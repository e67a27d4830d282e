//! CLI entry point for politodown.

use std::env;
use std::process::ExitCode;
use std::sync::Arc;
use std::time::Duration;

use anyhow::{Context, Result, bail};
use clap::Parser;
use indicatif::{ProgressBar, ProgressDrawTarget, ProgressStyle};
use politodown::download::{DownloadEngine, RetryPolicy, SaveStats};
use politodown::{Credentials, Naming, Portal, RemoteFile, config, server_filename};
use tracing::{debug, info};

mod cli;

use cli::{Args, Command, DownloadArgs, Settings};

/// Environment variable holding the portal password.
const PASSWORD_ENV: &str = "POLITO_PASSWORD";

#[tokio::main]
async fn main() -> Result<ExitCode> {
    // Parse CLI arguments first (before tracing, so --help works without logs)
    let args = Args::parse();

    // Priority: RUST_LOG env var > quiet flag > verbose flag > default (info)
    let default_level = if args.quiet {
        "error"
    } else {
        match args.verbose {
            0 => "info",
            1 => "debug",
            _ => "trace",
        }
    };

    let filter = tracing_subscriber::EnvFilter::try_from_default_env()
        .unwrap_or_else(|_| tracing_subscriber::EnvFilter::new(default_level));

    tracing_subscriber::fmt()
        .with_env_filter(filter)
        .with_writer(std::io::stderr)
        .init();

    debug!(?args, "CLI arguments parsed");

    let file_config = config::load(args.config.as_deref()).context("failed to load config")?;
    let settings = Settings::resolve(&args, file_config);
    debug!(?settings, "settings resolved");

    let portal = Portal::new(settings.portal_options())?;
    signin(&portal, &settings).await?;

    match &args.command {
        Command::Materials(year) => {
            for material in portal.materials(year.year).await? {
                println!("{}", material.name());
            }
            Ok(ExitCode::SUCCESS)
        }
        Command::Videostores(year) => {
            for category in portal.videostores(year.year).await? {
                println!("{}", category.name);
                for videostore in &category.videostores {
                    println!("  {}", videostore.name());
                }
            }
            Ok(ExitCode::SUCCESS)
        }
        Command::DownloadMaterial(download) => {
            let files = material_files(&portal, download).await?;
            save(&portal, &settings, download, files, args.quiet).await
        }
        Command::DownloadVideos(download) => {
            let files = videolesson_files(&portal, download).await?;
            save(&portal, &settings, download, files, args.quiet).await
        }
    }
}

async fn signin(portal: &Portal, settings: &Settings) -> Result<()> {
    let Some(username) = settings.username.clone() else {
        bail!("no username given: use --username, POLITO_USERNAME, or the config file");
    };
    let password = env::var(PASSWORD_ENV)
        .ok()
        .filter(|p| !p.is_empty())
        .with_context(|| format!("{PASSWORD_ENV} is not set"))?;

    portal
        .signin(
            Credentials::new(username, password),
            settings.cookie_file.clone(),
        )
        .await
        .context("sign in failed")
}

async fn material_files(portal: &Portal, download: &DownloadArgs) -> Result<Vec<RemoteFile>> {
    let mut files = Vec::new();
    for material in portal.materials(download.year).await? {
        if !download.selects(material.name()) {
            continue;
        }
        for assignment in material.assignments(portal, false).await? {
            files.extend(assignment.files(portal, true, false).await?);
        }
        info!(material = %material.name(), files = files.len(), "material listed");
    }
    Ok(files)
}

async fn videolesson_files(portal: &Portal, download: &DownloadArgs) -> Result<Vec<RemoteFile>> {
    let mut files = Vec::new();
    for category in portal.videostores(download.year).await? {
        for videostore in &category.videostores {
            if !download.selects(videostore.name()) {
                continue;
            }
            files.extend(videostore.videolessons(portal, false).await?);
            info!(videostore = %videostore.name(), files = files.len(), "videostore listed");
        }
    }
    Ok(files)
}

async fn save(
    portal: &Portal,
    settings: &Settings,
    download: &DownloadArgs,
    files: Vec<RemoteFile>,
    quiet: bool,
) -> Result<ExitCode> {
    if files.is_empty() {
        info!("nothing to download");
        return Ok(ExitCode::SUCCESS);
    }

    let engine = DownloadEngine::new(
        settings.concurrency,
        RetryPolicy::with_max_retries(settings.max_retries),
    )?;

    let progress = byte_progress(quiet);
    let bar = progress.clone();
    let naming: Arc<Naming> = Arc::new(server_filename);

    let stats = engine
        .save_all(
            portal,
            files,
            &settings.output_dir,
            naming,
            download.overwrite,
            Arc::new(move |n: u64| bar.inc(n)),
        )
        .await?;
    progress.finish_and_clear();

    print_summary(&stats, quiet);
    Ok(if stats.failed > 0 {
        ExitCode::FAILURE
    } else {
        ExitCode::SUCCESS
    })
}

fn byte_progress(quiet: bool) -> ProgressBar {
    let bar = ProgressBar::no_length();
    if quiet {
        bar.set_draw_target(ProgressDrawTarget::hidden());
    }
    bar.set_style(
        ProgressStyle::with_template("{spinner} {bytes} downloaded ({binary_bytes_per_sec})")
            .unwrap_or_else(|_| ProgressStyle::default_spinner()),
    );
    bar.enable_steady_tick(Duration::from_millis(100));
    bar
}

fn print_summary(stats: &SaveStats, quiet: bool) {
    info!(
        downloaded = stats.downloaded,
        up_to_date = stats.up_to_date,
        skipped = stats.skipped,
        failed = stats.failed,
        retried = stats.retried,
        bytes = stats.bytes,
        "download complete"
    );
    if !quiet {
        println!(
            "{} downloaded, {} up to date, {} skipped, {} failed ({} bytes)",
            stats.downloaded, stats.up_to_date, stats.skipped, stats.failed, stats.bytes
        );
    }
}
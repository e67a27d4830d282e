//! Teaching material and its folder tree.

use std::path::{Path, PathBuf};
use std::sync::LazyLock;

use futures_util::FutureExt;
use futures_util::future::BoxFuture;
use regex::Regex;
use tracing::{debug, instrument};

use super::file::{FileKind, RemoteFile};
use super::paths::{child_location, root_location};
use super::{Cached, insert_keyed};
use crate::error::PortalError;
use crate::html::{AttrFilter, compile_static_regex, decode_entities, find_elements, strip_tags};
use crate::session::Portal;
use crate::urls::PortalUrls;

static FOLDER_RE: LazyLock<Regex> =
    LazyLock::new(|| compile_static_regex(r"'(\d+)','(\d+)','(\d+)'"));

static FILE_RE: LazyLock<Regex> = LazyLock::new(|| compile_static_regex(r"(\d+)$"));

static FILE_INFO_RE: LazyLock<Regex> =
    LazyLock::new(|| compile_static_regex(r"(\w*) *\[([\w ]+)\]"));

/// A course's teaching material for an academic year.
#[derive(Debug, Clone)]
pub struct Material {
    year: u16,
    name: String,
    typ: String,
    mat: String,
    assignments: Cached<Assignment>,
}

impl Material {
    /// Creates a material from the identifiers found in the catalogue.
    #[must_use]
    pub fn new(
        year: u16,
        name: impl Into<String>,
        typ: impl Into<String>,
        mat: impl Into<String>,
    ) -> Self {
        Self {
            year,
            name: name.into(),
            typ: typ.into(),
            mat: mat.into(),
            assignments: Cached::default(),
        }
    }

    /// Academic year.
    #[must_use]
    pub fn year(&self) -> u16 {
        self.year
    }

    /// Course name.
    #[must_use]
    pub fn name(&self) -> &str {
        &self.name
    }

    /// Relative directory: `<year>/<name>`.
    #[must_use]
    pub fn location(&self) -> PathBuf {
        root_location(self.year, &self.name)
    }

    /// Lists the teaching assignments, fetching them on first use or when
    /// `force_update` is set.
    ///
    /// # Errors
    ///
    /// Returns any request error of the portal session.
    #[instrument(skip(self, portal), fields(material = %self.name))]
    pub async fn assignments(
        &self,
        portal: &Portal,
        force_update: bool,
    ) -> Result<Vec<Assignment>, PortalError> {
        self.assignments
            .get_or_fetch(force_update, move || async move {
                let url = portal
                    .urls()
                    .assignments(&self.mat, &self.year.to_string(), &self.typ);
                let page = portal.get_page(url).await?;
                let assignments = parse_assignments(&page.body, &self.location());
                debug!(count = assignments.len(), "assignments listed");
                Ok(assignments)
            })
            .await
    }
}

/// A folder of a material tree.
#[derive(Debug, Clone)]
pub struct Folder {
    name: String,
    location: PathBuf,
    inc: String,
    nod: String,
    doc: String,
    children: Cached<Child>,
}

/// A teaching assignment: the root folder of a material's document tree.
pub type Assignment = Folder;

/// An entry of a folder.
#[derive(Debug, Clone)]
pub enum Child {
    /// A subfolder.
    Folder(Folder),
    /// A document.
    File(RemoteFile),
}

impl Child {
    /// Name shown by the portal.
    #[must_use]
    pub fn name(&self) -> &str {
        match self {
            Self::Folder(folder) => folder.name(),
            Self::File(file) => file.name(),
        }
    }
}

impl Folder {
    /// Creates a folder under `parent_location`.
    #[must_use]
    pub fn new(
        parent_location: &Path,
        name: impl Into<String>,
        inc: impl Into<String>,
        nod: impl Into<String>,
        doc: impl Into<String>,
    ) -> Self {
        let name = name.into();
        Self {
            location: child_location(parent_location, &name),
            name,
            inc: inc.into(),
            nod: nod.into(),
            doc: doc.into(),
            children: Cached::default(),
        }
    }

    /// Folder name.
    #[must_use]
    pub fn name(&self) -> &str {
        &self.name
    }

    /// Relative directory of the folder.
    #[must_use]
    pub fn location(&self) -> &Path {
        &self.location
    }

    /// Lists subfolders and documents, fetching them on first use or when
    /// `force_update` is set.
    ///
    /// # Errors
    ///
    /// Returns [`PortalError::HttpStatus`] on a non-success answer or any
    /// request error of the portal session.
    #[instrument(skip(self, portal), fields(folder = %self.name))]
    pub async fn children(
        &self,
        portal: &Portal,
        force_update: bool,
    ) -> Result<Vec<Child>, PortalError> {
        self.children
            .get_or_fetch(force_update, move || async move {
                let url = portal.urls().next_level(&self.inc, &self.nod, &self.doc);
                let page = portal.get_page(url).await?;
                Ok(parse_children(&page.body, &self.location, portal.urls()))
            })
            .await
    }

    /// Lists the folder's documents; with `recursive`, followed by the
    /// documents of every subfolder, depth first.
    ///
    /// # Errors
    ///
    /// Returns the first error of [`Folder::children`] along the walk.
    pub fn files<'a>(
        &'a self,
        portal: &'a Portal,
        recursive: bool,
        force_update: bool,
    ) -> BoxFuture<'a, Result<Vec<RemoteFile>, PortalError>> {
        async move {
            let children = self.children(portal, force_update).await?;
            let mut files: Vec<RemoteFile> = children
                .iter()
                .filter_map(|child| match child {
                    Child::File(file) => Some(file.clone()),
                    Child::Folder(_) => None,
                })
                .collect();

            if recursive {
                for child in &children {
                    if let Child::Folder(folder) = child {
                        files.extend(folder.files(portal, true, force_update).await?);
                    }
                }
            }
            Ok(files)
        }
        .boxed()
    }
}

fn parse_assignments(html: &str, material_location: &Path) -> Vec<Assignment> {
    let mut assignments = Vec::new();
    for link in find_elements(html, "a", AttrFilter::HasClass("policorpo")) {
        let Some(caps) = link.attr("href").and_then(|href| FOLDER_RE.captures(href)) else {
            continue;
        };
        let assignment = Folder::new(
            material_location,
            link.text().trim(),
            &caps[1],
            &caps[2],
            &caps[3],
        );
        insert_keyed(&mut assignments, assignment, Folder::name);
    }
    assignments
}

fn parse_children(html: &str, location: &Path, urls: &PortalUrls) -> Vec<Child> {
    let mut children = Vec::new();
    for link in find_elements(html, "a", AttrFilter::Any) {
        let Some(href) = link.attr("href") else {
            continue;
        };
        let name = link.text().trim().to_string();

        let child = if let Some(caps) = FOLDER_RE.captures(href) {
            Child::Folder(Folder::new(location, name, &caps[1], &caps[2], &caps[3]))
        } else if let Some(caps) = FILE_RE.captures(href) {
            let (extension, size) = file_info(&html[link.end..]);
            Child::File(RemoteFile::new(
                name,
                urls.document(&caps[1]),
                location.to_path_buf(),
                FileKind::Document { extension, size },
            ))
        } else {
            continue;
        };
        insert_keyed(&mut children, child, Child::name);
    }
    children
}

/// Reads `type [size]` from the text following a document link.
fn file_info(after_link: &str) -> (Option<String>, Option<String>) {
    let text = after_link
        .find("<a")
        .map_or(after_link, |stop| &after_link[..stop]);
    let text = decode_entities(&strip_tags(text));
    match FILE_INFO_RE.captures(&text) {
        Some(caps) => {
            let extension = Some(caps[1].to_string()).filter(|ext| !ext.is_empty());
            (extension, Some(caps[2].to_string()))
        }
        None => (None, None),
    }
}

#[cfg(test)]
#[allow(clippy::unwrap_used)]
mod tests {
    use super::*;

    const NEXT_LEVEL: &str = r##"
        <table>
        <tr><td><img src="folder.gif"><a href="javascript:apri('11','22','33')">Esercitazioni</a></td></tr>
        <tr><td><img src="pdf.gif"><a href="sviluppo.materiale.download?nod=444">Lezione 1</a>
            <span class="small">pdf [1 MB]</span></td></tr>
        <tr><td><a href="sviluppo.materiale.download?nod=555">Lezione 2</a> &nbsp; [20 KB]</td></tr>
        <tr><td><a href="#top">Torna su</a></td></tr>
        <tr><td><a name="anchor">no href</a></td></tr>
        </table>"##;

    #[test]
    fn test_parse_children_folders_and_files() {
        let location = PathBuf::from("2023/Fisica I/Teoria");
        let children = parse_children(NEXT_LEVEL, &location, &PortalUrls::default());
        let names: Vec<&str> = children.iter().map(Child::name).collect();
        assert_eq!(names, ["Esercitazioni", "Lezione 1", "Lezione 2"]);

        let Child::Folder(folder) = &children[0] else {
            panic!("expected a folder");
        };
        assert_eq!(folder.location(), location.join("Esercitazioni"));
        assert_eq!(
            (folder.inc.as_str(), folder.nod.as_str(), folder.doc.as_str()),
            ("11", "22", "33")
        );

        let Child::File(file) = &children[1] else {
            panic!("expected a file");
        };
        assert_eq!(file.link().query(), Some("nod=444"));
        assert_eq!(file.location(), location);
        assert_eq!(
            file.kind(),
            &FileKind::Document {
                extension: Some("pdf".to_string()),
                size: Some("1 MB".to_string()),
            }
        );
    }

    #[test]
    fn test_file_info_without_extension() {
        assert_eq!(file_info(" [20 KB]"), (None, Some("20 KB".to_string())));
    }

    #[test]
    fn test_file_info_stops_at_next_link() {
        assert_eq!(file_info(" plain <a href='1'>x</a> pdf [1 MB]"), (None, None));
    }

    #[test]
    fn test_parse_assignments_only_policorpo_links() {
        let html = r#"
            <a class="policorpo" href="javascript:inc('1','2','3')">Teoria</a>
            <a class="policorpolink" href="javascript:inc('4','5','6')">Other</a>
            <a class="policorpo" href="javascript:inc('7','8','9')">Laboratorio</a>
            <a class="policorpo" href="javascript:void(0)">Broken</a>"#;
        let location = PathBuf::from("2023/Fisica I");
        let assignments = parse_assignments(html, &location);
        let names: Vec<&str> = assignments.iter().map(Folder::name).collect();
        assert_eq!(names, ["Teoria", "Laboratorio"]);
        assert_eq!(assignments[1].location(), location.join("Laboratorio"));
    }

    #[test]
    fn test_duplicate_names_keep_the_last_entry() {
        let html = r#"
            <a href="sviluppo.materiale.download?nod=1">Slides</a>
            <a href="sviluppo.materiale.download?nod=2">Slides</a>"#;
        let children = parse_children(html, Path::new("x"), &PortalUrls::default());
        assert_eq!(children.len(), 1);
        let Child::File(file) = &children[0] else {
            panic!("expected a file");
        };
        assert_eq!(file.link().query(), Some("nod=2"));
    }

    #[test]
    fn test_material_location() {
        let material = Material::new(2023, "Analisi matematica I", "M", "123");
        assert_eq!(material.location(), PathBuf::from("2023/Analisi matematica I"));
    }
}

########################################

-- TASK TO COMPLETE --
Nothing should be returned except the lines from the first line of the data above through the line with "flag > default (info)", each one exact.

-- EXERCISE ANSWER --
repository e67a27d4830d282e
//! CLI entry point for politodown.

use std::env;
use std::process::ExitCode;
use std::sync::Arc;
use std::time::Duration;

use anyhow::{Context, Result, bail};
use clap::Parser;
use indicatif::{ProgressBar, ProgressDrawTarget, ProgressStyle};
use politodown::download::{DownloadEngine, RetryPolicy, SaveStats};
use politodown::{Credentials, Naming, Portal, RemoteFile, config, server_filename};
use tracing::{debug, info};

mod cli;

use cli::{Args, Command, DownloadArgs, Settings};

/// Environment variable holding the portal password.
const PASSWORD_ENV: &str = "POLITO_PASSWORD";

#[tokio::main]
async fn main() -> Result<ExitCode> {
    // Parse CLI arguments first (before tracing, so --help works without logs)
    let args = Args::parse();

    // Priority: RUST_LOG env var > quiet flag > verbose flag > default (info)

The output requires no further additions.